While visiting a doctor’s office recently, I spent some time looking at the brochures and signs posted on the wall and started thinking about which signs catch my eyes and which ones do not. What sort of visual presentation draws me in and keeps me reading?  As a public health student, I have become much more aware of the different health messages that are posted on the backs of bathroom doors, in medical office brochures and posters, and throughout various websites. I am often curious about how effective these messages really are. For example, how often does the hand washing sign really prompt someone to wash their hands? And even more so, how often does someone who is not acutely aware of these messages even notice these signs or brochures?

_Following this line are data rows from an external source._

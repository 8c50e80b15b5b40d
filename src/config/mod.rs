use once_cell::sync::Lazy;
use serde::{Deserialize, Serialize};
use std::env;

#[derive(Debug, Clone, Serialize, Deserialize)]
pub struct AppConfig {
    pub environment: Environment,
    pub database: DatabaseConfig,
    pub security: SecurityConfig,
}

#[derive(Debug, Clone, PartialEq, Serialize, Deserialize)]
pub enum Environment {
    Development,
    Staging,
    Production,
}

#[derive(Debug, Clone, Serialize, Deserialize)]
pub struct DatabaseConfig {
    pub max_connections: u32,
    pub connection_timeout_secs: u64,
}

#[derive(Debug, Clone, Serialize, Deserialize)]
pub struct SecurityConfig {
    pub jwt_secret: String,
    pub jwt_lifetime_secs: u64,
    pub cors_origins: Vec<String>,
}

impl AppConfig {
    pub fn from_env() -> Self {
        let environment = match env::var("APP_ENV").as_deref() {
            Ok("production") | Ok("prod") => Environment::Production,
            Ok("staging") | Ok("stage") => Environment::Staging,
            _ => Environment::Development,
        };

        // Environment tier sets the defaults, specific env vars override
        match environment {
            Environment::Production => Self::production(),
            Environment::Staging => Self::staging(),
            Environment::Development => Self::development(),
        }
        .with_env_overrides()
    }

    fn with_env_overrides(mut self) -> Self {
        if let Ok(v) = env::var("DATABASE_MAX_CONNECTIONS") {
            self.database.max_connections = v.parse().unwrap_or(self.database.max_connections);
        }
        if let Ok(v) = env::var("DATABASE_CONNECTION_TIMEOUT") {
            self.database.connection_timeout_secs =
                v.parse().unwrap_or(self.database.connection_timeout_secs);
        }
        if let Ok(v) = env::var("JWT_SECRET_KEY") {
            self.security.jwt_secret = v;
        }
        if let Ok(v) = env::var("JWT_LIFETIME_SECS") {
            self.security.jwt_lifetime_secs = v.parse().unwrap_or(self.security.jwt_lifetime_secs);
        }
        if let Ok(v) = env::var("SECURITY_CORS_ORIGINS") {
            self.security.cors_origins = v.split(',').map(|s| s.trim().to_string()).collect();
        }
        self
    }

    fn development() -> Self {
        Self {
            environment: Environment::Development,
            database: DatabaseConfig {
                max_connections: 10,
                connection_timeout_secs: 30,
            },
            security: SecurityConfig {
                jwt_secret: String::new(),
                jwt_lifetime_secs: 3600,
                cors_origins: vec![
                    "http://localhost:3000".to_string(),
                    "http://localhost:5173".to_string(),
                ],
            },
        }
    }

    fn staging() -> Self {
        Self {
            environment: Environment::Staging,
            database: DatabaseConfig {
                max_connections: 20,
                connection_timeout_secs: 10,
            },
            security: SecurityConfig {
                jwt_secret: String::new(),
                jwt_lifetime_secs: 3600,
                cors_origins: vec!["https://staging.example.com".to_string()],
            },
        }
    }

    fn production() -> Self {
        Self {
            environment: Environment::Production,
            database: DatabaseConfig {
                max_connections: 50,
                connection_timeout_secs: 5,
            },
            security: SecurityConfig {
                jwt_secret: String::new(),
                jwt_lifetime_secs: 3600,
                cors_origins: vec!["https://app.example.com".to_string()],
            },
        }
    }
}

// Global singleton config - initialized once at startup
pub static CONFIG: Lazy<AppConfig> = Lazy::new(AppConfig::from_env);

// Convenience function for accessing config
pub fn config() -> &'static AppConfig {
    &CONFIG
}
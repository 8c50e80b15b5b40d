mod common;

use anyhow::Result;
use reqwest::StatusCode;
use serde_json::json;

#[tokio::test]
async fn register_login_and_whoami() -> Result<()> {
    if !common::database_available() {
        eprintln!("skipping: no database configured");
        return Ok(());
    }
    let server = common::ensure_server().await?;
    let client = reqwest::Client::new();

    let (token, user_id, username) = common::register_and_login(&server.base_url).await?;

    // Token resolves to the registered identity
    let res = client
        .get(format!("{}/users/me", server.base_url))
        .bearer_auth(&token)
        .send()
        .await?;
    assert_eq!(res.status(), StatusCode::OK);
    let body = res.json::<serde_json::Value>().await?;
    assert_eq!(body["data"]["id"].as_i64(), Some(user_id));
    assert_eq!(body["data"]["username"], username);
    assert_eq!(body["data"]["is_active"], true);
    // Credential hash must never appear in responses
    assert!(body["data"].get("hashed_password").is_none());

    // Without a credential the same endpoint is rejected up front
    let res = client
        .get(format!("{}/users/me", server.base_url))
        .send()
        .await?;
    assert_eq!(res.status(), StatusCode::UNAUTHORIZED);

    // Garbage token is rejected too
    let res = client
        .get(format!("{}/users/me", server.base_url))
        .bearer_auth("not.a.token")
        .send()
        .await?;
    assert_eq!(res.status(), StatusCode::UNAUTHORIZED);
    Ok(())
}

#[tokio::test]
async fn duplicate_username_is_a_conflict() -> Result<()> {
    if !common::database_available() {
        eprintln!("skipping: no database configured");
        return Ok(());
    }
    let server = common::ensure_server().await?;
    let client = reqwest::Client::new();

    let username = format!("dup_{}", common::unique_suffix());
    let username = &username[..username.len().min(50)];
    let payload = json!({
        "email": format!("{}@example.com", username),
        "username": username,
        "password": "pw-one",
    });

    let res = client
        .post(format!("{}/users/auth/register", server.base_url))
        .json(&payload)
        .send()
        .await?;
    assert_eq!(res.status(), StatusCode::CREATED);

    // Same username, different email: still a uniqueness violation
    let second = json!({
        "email": format!("{}.other@example.com", username),
        "username": username,
        "password": "pw-two",
    });
    let res = client
        .post(format!("{}/users/auth/register", server.base_url))
        .json(&second)
        .send()
        .await?;
    assert_eq!(res.status(), StatusCode::INTERNAL_SERVER_ERROR);
    let body = res.json::<serde_json::Value>().await?;
    assert_eq!(body["code"], "CONFLICT");
    Ok(())
}

#[tokio::test]
async fn wrong_password_is_unauthorized() -> Result<()> {
    if !common::database_available() {
        eprintln!("skipping: no database configured");
        return Ok(());
    }
    let server = common::ensure_server().await?;
    let client = reqwest::Client::new();

    let (_token, _id, username) = common::register_and_login(&server.base_url).await?;

    let res = client
        .post(format!("{}/users/auth/jwt/login", server.base_url))
        .json(&json!({ "username": username, "password": "wrong" }))
        .send()
        .await?;
    assert_eq!(res.status(), StatusCode::UNAUTHORIZED);

    // Unknown user fails the same way
    let res = client
        .post(format!("{}/users/auth/jwt/login", server.base_url))
        .json(&json!({ "username": "nobody-here", "password": "wrong" }))
        .send()
        .await?;
    assert_eq!(res.status(), StatusCode::UNAUTHORIZED);
    Ok(())
}

#[tokio::test]
async fn register_rejects_malformed_payloads() -> Result<()> {
    if !common::database_available() {
        eprintln!("skipping: no database configured");
        return Ok(());
    }
    let server = common::ensure_server().await?;
    let client = reqwest::Client::new();

    let res = client
        .post(format!("{}/users/auth/register", server.base_url))
        .json(&json!({ "email": "not-an-email", "username": "x", "password": "pw" }))
        .send()
        .await?;
    assert_eq!(res.status(), StatusCode::BAD_REQUEST);
    let body = res.json::<serde_json::Value>().await?;
    assert!(body["field_errors"]["email"].is_string());
    Ok(())
}
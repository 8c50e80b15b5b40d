//! Payload validation shared by the entity handlers. Field constraints mirror
//! the column definitions; anything that fails here never reaches the store.

use std::collections::HashMap;

use crate::error::ApiError;

pub const TITLE_MAX: usize = 200;
pub const SLUG_MAX: usize = 150;
pub const CATEGORY_NAME_MAX: usize = 80;
pub const CATEGORY_DESCRIPTION_MAX: usize = 100;
pub const USERNAME_MAX: usize = 50;
pub const EMAIL_MAX: usize = 320;

pub type FieldErrors = HashMap<String, String>;

pub fn require_non_empty(errors: &mut FieldErrors, field: &str, value: &str) {
    if value.trim().is_empty() {
        errors.insert(field.to_string(), "This field is required".to_string());
    }
}

pub fn check_max_len(errors: &mut FieldErrors, field: &str, value: &str, max: usize) {
    if value.chars().count() > max {
        errors.insert(
            field.to_string(),
            format!("Must be at most {} characters", max),
        );
    }
}

pub fn check_email(errors: &mut FieldErrors, field: &str, value: &str) {
    // Shape check only; deliverability is not our problem
    if !value.contains('@') || value.starts_with('@') || value.ends_with('@') {
        errors.insert(field.to_string(), "Invalid email address".to_string());
    }
}

pub fn ensure_valid(errors: FieldErrors) -> Result<(), ApiError> {
    if errors.is_empty() {
        Ok(())
    } else {
        Err(ApiError::validation_error(
            "Invalid field values",
            Some(errors),
        ))
    }
}

#[cfg(test)]
mod tests {
    use super::*;

    #[test]
    fn empty_value_is_required_error() {
        let mut errors = FieldErrors::new();
        require_non_empty(&mut errors, "title", "   ");
        assert!(errors.contains_key("title"));
    }

    #[test]
    fn max_len_counts_characters_not_bytes() {
        let mut errors = FieldErrors::new();
        check_max_len(&mut errors, "name", &"é".repeat(80), CATEGORY_NAME_MAX);
        assert!(errors.is_empty());
        check_max_len(&mut errors, "name", &"é".repeat(81), CATEGORY_NAME_MAX);
        assert!(errors.contains_key("name"));
    }

    #[test]
    fn email_shape_check() {
        let mut errors = FieldErrors::new();
        check_email(&mut errors, "email", "alice@example.com");
        assert!(errors.is_empty());
        check_email(&mut errors, "email", "alice");
        assert!(errors.contains_key("email"));
    }

    #[test]
    fn ensure_valid_maps_to_validation_error() {
        let mut errors = FieldErrors::new();
        errors.insert("slug".to_string(), "too long".to_string());
        let err = ensure_valid(errors).unwrap_err();
        assert_eq!(err.status_code(), 400);
    }
}
mod commands;
mod output;

use clap::{Parser, Subcommand};
use std::path::PathBuf;

#[derive(Parser)]
#[command(
    name = "packlist",
    version,
    about = "Convert shipment order documents (.docx) into picking JSON"
)]
struct Cli {
    #[command(subcommand)]
    command: Commands,
}

#[derive(Subcommand)]
enum Commands {
    /// Convert an order document into the picking app's orders.json
    Convert {
        /// Path to the .docx order document
        input_file: PathBuf,

        /// Preview format when not writing a file: table (default) or json
        #[arg(short, long, default_value = "table")]
        output: String,

        /// Write the JSON file (defaults to orders.json when no name is given)
        #[arg(
            short = 'O',
            long = "out",
            value_name = "FILE",
            num_args = 0..=1,
            default_missing_value = packlist_core::DEFAULT_OUTPUT_FILE
        )]
        out: Option<PathBuf>,

        /// Date to write instead of today (YYYY-MM-DD)
        #[arg(long)]
        date: Option<String>,

        /// Fail instead of using the UNKNOWN order id when no order number is found
        #[arg(long)]
        strict: bool,

        /// Custom label profile (JSON)
        #[arg(short, long, value_name = "FILE")]
        profile: Option<PathBuf>,
    },
    /// Show the paragraphs and tables of a document as they are read
    Inspect {
        /// Path to the .docx document
        input_file: PathBuf,
    },
    /// Inspect and validate label profiles
    Profile {
        #[command(subcommand)]
        action: ProfileAction,
    },
}

#[derive(Subcommand)]
enum ProfileAction {
    /// Print the active profile as JSON
    Show {
        /// Custom profile to show instead of the builtin one
        #[arg(short, long, value_name = "FILE")]
        profile: Option<PathBuf>,
    },
    /// Validate a custom profile file
    Validate {
        /// Path to JSON profile file
        file: PathBuf,
    },
}

fn main() {
    env_logger::init();

    let cli = Cli::parse();

    let result = match cli.command {
        Commands::Convert {
            input_file,
            output,
            out,
            date,
            strict,
            profile,
        } => commands::convert::run(
            input_file,
            &output,
            out,
            date.as_deref(),
            strict,
            profile.as_deref(),
        ),
        Commands::Inspect { input_file } => commands::inspect::run(input_file),
        Commands::Profile { action } => match action {
            ProfileAction::Show { profile } => commands::profile::show(profile.as_deref()),
            ProfileAction::Validate { file } => commands::profile::validate(&file),
        },
    };

    if let Err(e) = result {
        eprintln!("Error: {e}");
        std::process::exit(1);
    }
}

I have become particularly interested in these kinds of questions as a member of a research group that is undergoing the process of developing an informational tool for patients. Through the process of developing the tool, I have realized how little I actually know about what goes into designing these health messages. This is especially true for someone who is extremely detail-unaware as I am. I do not typically take the time to evaluate the overall presentation of work I am submitting as I know the papers I write will be read (when being graded) and will not be used by the general public. However, working on this project has ignited a desire to better understand the basics of graphic design as a useful skill in public health. Even when working on a research project at a university, the dissemination portion of this research requires skills that I have never learned regarding putting together a final product that will draw readers in and convey the critical take home message that will hopefully lead to changed behavior or the necessary information for improved health outcomes. More and more, I am seeing the benefits of having basic skills in graphic design for knowledge translation and the dissemination of health information.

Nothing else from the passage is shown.